→ **Given data**:
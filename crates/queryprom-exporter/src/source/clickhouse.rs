//! ClickHouse over its HTTP interface.
//!
//! Queries are POSTed verbatim with
//! `default_format=JSONCompactEachRowWithNamesAndTypes`: the first line holds
//! column names, the second their ClickHouse types, every further line one
//! row as a JSON array. 64-bit integers arrive quoted.

use std::collections::VecDeque;

use async_trait::async_trait;
use reqwest::{Client, Url};
use serde_json::Value;

use queryprom_core::{PollRow, Scalar};

use super::{Connection, Connector, DriverError, DriverResult, ResultRows};
use crate::config::Driver;

const RESULT_FORMAT: &str = "JSONCompactEachRowWithNamesAndTypes";

pub struct ClickHouseConnector {
    client: Client,
    base: Url,
}

impl ClickHouseConnector {
    /// `conn_string` is the HTTP endpoint, e.g. `http://127.0.0.1:8123/?user=default`.
    pub fn new(conn_string: &str) -> DriverResult<Self> {
        let base = Url::parse(conn_string)
            .map_err(|e| DriverError::new(format!("invalid clickhouse url {conn_string:?}: {e}")))?;
        if !matches!(base.scheme(), "http" | "https") {
            return Err(DriverError::new(format!(
                "clickhouse url must use http or https, got {:?}",
                base.scheme()
            )));
        }
        Ok(Self {
            client: Client::new(),
            base,
        })
    }
}

#[async_trait]
impl Connector for ClickHouseConnector {
    fn driver(&self) -> Driver {
        Driver::ClickHouse
    }

    async fn connect(&self) -> DriverResult<Box<dyn Connection>> {
        let mut ping = self.base.clone();
        ping.set_path("/ping");
        ping.set_query(None);

        let resp = self
            .client
            .get(ping)
            .send()
            .await
            .map_err(|e| DriverError::new(e.to_string()))?;
        if !resp.status().is_success() {
            return Err(DriverError::new(format!("ping returned {}", resp.status())));
        }

        Ok(Box::new(ClickHouseConnection {
            client: self.client.clone(),
            base: self.base.clone(),
        }))
    }
}

struct ClickHouseConnection {
    client: Client,
    base: Url,
}

#[async_trait]
impl Connection for ClickHouseConnection {
    async fn query(&mut self, sql: &str) -> DriverResult<Box<dyn ResultRows>> {
        let mut url = self.base.clone();
        url.query_pairs_mut().append_pair("default_format", RESULT_FORMAT);

        let resp = self
            .client
            .post(url)
            .body(sql.to_string())
            .send()
            .await
            .map_err(|e| DriverError::new(e.to_string()))?;
        let status = resp.status();
        let body = resp
            .text()
            .await
            .map_err(|e| DriverError::new(e.to_string()))?;
        if !status.is_success() {
            return Err(DriverError::new(format!("{status}: {}", body.trim())));
        }

        Ok(Box::new(ClickHouseRows::parse(&body)))
    }

    async fn close(self: Box<Self>) -> DriverResult<()> {
        // Stateless HTTP; pooled sockets go back with the client.
        Ok(())
    }
}

struct Header {
    names: Vec<String>,
    types: Vec<String>,
}

pub(crate) struct ClickHouseRows {
    header: Result<Header, String>,
    lines: VecDeque<String>,
}

impl ClickHouseRows {
    pub(crate) fn parse(body: &str) -> Self {
        let mut lines: VecDeque<String> = body
            .lines()
            .filter(|l| !l.trim().is_empty())
            .map(str::to_string)
            .collect();

        let header = match (lines.pop_front(), lines.pop_front()) {
            (Some(names), Some(types)) => parse_header(&names, &types),
            _ => Err("response carries no column header".to_string()),
        };

        Self { header, lines }
    }
}

fn parse_header(names: &str, types: &str) -> Result<Header, String> {
    let names: Vec<String> =
        serde_json::from_str(names).map_err(|e| format!("bad column names line: {e}"))?;
    let types: Vec<String> =
        serde_json::from_str(types).map_err(|e| format!("bad column types line: {e}"))?;
    if names.len() != types.len() {
        return Err(format!(
            "{} column names but {} column types",
            names.len(),
            types.len()
        ));
    }
    Ok(Header { names, types })
}

impl ResultRows for ClickHouseRows {
    fn columns(&self) -> DriverResult<Vec<String>> {
        match &self.header {
            Ok(h) => Ok(h.names.clone()),
            Err(e) => Err(DriverError::new(e.clone())),
        }
    }

    fn next_row(&mut self) -> Option<DriverResult<PollRow>> {
        let line = self.lines.pop_front()?;
        let header = match &self.header {
            Ok(h) => h,
            Err(e) => return Some(Err(DriverError::new(e.clone()))),
        };
        Some(decode_row(header, &line))
    }
}

fn decode_row(header: &Header, line: &str) -> DriverResult<PollRow> {
    let cells: Vec<Value> = serde_json::from_str(line)
        .map_err(|e| DriverError::new(format!("bad row: {e}")))?;
    if cells.len() != header.names.len() {
        return Err(DriverError::new(format!(
            "row has {} cells, expected {}",
            cells.len(),
            header.names.len()
        )));
    }

    let mut row = PollRow::new();
    for ((name, ty), cell) in header.names.iter().zip(&header.types).zip(cells) {
        let value = decode_value(ty, cell)
            .map_err(|e| DriverError::new(format!("column {name}: {e}")))?;
        row.insert(name.clone(), value);
    }
    Ok(row)
}

/// Strip `Nullable(...)` and `LowCardinality(...)` wrappers.
fn base_type(ty: &str) -> &str {
    let mut ty = ty.trim();
    loop {
        let inner = ["Nullable(", "LowCardinality("]
            .iter()
            .find_map(|w| ty.strip_prefix(w).and_then(|t| t.strip_suffix(')')));
        match inner {
            Some(t) => ty = t.trim(),
            None => return ty,
        }
    }
}

pub(crate) fn decode_value(ty: &str, cell: Value) -> Result<Scalar, String> {
    if cell.is_null() {
        return Ok(Scalar::Null);
    }
    let ty = base_type(ty);
    match ty {
        "UInt8" => unsigned(&cell).and_then(narrow::<u8>).map(Scalar::UInt8),
        "UInt16" => unsigned(&cell).and_then(narrow::<u16>).map(Scalar::UInt16),
        "UInt32" => unsigned(&cell).and_then(narrow::<u32>).map(Scalar::UInt32),
        "UInt64" => unsigned(&cell).map(Scalar::UInt64),
        "Int8" | "Int16" | "Int32" | "Int64" => signed(&cell).map(Scalar::Int),
        "Float32" | "Float64" => float(&cell).map(Scalar::Float),
        "Bool" => cell
            .as_bool()
            .map(Scalar::Bool)
            .ok_or_else(|| format!("expected bool, got {cell}")),
        _ => Ok(Scalar::Text(match cell {
            Value::String(s) => s,
            other => other.to_string(),
        })),
    }
}

fn unsigned(cell: &Value) -> Result<u64, String> {
    let v = match cell {
        Value::Number(n) => n.as_u64(),
        Value::String(s) => s.parse().ok(),
        _ => None,
    };
    v.ok_or_else(|| format!("expected unsigned integer, got {cell}"))
}

fn narrow<T: TryFrom<u64>>(v: u64) -> Result<T, String> {
    T::try_from(v).map_err(|_| format!("{v} out of range"))
}

fn signed(cell: &Value) -> Result<i64, String> {
    let v = match cell {
        Value::Number(n) => n.as_i64(),
        Value::String(s) => s.parse().ok(),
        _ => None,
    };
    v.ok_or_else(|| format!("expected integer, got {cell}"))
}

fn float(cell: &Value) -> Result<f64, String> {
    let v = match cell {
        Value::Number(n) => n.as_f64(),
        // nan / inf arrive as strings
        Value::String(s) => s.parse().ok(),
        _ => None,
    };
    v.ok_or_else(|| format!("expected float, got {cell}"))
}

#[cfg(test)]
mod tests {
    #![allow(clippy::unwrap_used)]

    use super::*;
    use serde_json::json;

    #[test]
    fn unsigned_types_keep_their_width() {
        assert_eq!(decode_value("UInt8", json!(3)).unwrap(), Scalar::UInt8(3));
        assert_eq!(decode_value("UInt16", json!(300)).unwrap(), Scalar::UInt16(300));
        assert_eq!(decode_value("UInt32", json!(70000)).unwrap(), Scalar::UInt32(70000));
        assert_eq!(
            decode_value("UInt64", json!("18446744073709551615")).unwrap(),
            Scalar::UInt64(u64::MAX)
        );
        assert!(decode_value("UInt8", json!(256)).is_err());
    }

    #[test]
    fn wrappers_and_nulls() {
        assert_eq!(decode_value("Nullable(UInt8)", Value::Null).unwrap(), Scalar::Null);
        assert_eq!(decode_value("Nullable(UInt16)", json!(5)).unwrap(), Scalar::UInt16(5));
        assert_eq!(
            decode_value("LowCardinality(Nullable(String))", json!("x")).unwrap(),
            Scalar::Text("x".into())
        );
    }

    #[test]
    fn non_numeric_types_become_text() {
        assert_eq!(decode_value("Int64", json!("-4")).unwrap(), Scalar::Int(-4));
        assert_eq!(decode_value("Float64", json!(1.5)).unwrap(), Scalar::Float(1.5));
        assert_eq!(
            decode_value("DateTime", json!("2024-01-01 00:00:00")).unwrap(),
            Scalar::Text("2024-01-01 00:00:00".into())
        );
        assert_eq!(
            decode_value("Array(UInt8)", json!([1, 2])).unwrap(),
            Scalar::Text("[1,2]".into())
        );
    }

    #[test]
    fn parses_body_with_header() {
        let body = "[\"table\",\"cnt\"]\n[\"String\",\"UInt64\"]\n[\"a\",\"3\"]\n[\"b\",\"5\"]\n";
        let mut rows = ClickHouseRows::parse(body);
        assert_eq!(rows.columns().unwrap(), ["table", "cnt"]);

        let first = rows.next_row().unwrap().unwrap();
        assert_eq!(first.get("table"), Some(&Scalar::Text("a".into())));
        assert_eq!(first.get("cnt"), Some(&Scalar::UInt64(3)));
        assert!(rows.next_row().unwrap().is_ok());
        assert!(rows.next_row().is_none());
    }

    #[test]
    fn missing_header_fails_columns() {
        let rows = ClickHouseRows::parse("");
        assert!(rows.columns().is_err());
    }

    #[test]
    fn short_row_fails_scan() {
        let body = "[\"table\",\"cnt\"]\n[\"String\",\"UInt8\"]\n[\"a\"]\n";
        let mut rows = ClickHouseRows::parse(body);
        assert!(rows.next_row().unwrap().is_err());
    }

    #[test]
    fn rejects_native_protocol_urls() {
        assert!(ClickHouseConnector::new("tcp://127.0.0.1:9000?debug=false").is_err());
        assert!(ClickHouseConnector::new("http://127.0.0.1:8123").is_ok());
    }
}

→ **What you have to do**: Scan the records above for the word "ClickHouseConnection" and return every line where it occurs.

→ **Completed task**:
        Ok(Box::new(ClickHouseConnection {
struct ClickHouseConnection {
impl Connection for ClickHouseConnection {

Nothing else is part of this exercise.